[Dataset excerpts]
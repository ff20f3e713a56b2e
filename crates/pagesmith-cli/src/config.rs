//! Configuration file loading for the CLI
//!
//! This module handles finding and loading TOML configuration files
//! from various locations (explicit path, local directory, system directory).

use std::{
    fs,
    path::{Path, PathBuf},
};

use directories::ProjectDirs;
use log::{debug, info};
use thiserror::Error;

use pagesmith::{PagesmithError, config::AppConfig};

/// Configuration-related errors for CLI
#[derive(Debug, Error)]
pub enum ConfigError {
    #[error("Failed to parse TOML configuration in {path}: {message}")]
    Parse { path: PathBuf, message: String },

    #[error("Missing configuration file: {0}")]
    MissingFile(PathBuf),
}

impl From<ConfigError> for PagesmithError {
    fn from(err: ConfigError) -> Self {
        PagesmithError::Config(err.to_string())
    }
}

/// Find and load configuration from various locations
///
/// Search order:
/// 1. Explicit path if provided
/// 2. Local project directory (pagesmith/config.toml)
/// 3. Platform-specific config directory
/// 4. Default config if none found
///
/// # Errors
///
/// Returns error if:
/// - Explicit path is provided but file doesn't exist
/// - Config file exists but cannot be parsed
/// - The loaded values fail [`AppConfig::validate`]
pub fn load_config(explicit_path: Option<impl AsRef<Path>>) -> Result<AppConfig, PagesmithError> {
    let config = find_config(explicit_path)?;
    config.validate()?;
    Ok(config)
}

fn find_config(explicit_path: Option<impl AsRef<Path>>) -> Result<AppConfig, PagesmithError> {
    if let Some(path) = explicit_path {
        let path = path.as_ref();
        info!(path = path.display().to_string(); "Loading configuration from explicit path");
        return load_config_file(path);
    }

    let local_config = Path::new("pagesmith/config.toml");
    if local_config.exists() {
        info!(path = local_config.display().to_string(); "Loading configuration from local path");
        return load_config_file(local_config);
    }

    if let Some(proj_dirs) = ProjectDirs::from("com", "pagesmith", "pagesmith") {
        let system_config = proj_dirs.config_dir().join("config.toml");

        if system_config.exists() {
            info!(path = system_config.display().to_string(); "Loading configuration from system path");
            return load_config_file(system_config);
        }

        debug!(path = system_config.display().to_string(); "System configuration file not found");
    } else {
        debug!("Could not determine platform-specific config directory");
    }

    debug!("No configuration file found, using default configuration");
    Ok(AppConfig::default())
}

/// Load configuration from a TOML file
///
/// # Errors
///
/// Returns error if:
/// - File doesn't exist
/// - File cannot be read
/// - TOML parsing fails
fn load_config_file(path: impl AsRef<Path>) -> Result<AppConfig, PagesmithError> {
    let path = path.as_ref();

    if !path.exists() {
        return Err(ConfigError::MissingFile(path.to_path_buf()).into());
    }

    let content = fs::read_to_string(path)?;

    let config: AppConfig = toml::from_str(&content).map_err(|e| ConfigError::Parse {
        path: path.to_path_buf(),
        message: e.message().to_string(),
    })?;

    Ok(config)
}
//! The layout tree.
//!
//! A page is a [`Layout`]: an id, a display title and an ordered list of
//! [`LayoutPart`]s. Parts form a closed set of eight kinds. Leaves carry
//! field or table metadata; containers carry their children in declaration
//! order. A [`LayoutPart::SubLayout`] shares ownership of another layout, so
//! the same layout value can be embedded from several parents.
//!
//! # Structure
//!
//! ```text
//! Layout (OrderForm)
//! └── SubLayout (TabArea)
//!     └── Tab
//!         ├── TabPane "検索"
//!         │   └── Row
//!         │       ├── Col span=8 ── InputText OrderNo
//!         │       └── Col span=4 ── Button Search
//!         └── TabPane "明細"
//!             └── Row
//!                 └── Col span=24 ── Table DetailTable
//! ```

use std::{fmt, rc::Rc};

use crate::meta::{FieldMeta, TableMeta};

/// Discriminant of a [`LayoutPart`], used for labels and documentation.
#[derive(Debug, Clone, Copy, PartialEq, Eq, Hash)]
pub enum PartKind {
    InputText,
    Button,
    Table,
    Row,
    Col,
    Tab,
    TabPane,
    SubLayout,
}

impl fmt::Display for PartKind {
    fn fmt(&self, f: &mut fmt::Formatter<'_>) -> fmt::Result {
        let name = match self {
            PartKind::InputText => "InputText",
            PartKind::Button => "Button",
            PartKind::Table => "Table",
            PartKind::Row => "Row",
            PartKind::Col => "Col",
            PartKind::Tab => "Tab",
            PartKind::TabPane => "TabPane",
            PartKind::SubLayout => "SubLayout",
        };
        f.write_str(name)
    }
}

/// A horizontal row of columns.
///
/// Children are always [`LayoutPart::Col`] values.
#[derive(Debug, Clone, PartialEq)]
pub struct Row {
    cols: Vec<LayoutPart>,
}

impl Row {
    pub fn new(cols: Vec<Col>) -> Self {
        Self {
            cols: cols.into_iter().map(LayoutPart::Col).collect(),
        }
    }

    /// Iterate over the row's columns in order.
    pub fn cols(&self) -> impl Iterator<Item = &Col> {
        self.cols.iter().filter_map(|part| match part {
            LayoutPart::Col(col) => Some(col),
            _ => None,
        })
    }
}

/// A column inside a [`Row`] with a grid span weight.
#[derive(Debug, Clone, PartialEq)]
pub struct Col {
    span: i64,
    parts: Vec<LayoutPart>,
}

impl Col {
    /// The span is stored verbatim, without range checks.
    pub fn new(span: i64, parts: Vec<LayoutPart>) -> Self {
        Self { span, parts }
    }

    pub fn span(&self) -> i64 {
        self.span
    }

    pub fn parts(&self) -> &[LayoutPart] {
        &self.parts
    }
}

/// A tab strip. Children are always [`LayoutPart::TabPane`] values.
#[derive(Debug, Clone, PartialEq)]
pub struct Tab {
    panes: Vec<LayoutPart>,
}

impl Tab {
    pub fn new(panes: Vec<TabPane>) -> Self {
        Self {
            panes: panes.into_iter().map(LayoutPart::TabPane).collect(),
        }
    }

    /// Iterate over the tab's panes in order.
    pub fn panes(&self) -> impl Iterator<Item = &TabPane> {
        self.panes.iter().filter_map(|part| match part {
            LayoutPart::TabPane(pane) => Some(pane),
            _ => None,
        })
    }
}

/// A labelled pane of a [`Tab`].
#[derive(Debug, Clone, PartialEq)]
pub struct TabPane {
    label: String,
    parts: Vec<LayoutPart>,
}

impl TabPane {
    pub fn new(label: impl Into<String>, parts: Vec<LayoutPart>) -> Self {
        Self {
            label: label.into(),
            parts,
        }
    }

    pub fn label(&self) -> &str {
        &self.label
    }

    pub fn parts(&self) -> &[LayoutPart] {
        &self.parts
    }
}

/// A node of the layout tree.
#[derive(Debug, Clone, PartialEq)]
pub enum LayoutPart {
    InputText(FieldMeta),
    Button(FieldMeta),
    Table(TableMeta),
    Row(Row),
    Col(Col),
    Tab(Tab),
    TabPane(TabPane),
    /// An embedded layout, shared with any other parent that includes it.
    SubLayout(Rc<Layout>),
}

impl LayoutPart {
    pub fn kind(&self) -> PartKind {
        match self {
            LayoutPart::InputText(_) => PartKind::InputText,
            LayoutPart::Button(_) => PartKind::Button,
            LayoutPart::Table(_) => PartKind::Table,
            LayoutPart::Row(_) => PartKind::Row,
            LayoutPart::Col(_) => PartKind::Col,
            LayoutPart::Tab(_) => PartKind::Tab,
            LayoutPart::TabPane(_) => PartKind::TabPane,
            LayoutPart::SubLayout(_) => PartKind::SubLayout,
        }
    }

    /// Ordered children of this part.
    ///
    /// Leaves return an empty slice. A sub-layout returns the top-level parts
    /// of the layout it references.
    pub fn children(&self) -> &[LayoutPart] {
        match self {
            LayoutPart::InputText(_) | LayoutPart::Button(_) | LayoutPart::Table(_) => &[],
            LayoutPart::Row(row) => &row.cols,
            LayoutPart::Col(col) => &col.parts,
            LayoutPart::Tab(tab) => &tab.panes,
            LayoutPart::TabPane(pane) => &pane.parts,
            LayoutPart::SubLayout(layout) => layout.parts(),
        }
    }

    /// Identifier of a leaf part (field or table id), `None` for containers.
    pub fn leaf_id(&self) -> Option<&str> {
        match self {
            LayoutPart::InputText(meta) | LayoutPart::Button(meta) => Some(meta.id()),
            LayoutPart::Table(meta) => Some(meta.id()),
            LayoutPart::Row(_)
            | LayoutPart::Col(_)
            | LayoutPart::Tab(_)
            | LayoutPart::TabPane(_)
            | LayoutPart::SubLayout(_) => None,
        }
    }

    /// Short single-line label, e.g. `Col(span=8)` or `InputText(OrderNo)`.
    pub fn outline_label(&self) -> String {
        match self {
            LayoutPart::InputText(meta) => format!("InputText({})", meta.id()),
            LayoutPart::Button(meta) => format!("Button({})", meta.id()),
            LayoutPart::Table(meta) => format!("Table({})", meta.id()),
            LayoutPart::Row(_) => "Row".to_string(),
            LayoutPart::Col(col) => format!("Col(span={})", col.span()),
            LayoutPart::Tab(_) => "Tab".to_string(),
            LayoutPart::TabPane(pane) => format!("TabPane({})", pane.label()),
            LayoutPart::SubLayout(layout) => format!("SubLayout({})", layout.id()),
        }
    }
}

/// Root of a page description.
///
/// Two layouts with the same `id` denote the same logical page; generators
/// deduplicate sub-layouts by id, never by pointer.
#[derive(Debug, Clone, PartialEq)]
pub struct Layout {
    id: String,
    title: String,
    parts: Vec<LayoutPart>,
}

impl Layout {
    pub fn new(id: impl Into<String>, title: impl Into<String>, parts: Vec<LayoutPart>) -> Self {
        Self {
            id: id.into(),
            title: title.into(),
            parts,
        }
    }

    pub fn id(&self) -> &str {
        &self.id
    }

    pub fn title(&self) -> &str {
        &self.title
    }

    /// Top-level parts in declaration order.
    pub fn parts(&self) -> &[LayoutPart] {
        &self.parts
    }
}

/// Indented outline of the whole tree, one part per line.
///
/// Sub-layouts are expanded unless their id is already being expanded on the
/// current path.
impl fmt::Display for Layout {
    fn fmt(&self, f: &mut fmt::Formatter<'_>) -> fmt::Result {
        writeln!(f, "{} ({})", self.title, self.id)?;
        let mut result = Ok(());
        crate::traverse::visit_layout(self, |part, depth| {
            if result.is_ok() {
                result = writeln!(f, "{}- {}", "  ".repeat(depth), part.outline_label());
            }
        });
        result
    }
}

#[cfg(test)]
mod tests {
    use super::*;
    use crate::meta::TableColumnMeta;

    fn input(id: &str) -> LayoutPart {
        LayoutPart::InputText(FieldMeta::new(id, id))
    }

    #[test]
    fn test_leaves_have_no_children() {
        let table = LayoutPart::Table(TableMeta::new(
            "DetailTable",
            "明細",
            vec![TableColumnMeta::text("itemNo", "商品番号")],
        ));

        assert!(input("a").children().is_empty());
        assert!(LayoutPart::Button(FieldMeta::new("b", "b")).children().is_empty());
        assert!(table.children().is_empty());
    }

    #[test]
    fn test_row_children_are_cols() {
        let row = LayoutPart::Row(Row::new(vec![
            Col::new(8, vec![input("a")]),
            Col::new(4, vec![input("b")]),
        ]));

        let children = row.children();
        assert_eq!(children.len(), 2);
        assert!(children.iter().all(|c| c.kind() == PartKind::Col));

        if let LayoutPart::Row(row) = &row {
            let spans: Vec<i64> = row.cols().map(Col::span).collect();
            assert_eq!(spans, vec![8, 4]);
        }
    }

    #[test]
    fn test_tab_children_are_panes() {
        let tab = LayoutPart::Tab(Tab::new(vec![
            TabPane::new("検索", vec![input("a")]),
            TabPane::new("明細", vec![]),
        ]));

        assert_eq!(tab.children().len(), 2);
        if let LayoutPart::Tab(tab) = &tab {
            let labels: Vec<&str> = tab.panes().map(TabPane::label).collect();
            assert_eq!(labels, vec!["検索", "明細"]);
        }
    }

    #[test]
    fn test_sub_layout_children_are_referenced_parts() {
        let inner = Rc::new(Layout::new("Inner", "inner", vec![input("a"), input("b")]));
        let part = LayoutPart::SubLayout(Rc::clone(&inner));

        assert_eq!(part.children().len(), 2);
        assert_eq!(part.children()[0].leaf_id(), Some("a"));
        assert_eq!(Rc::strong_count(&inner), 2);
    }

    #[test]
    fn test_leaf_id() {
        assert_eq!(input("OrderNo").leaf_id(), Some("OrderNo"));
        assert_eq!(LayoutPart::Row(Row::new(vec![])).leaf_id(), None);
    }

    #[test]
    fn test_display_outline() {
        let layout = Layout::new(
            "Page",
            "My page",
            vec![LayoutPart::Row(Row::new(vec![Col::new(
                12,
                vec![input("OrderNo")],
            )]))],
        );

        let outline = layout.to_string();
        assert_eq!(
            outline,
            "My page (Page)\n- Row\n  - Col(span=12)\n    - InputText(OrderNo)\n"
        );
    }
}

Task brief:
Scan the lines above for "ConfigError", then copy every one that has it.

Answer to the exercise:
pub enum ConfigError {
impl From<ConfigError> for PagesmithError {
    fn from(err: ConfigError) -> Self {
        return Err(ConfigError::MissingFile(path.to_path_buf()).into());
    let config: AppConfig = toml::from_str(&content).map_err(|e| ConfigError::Parse {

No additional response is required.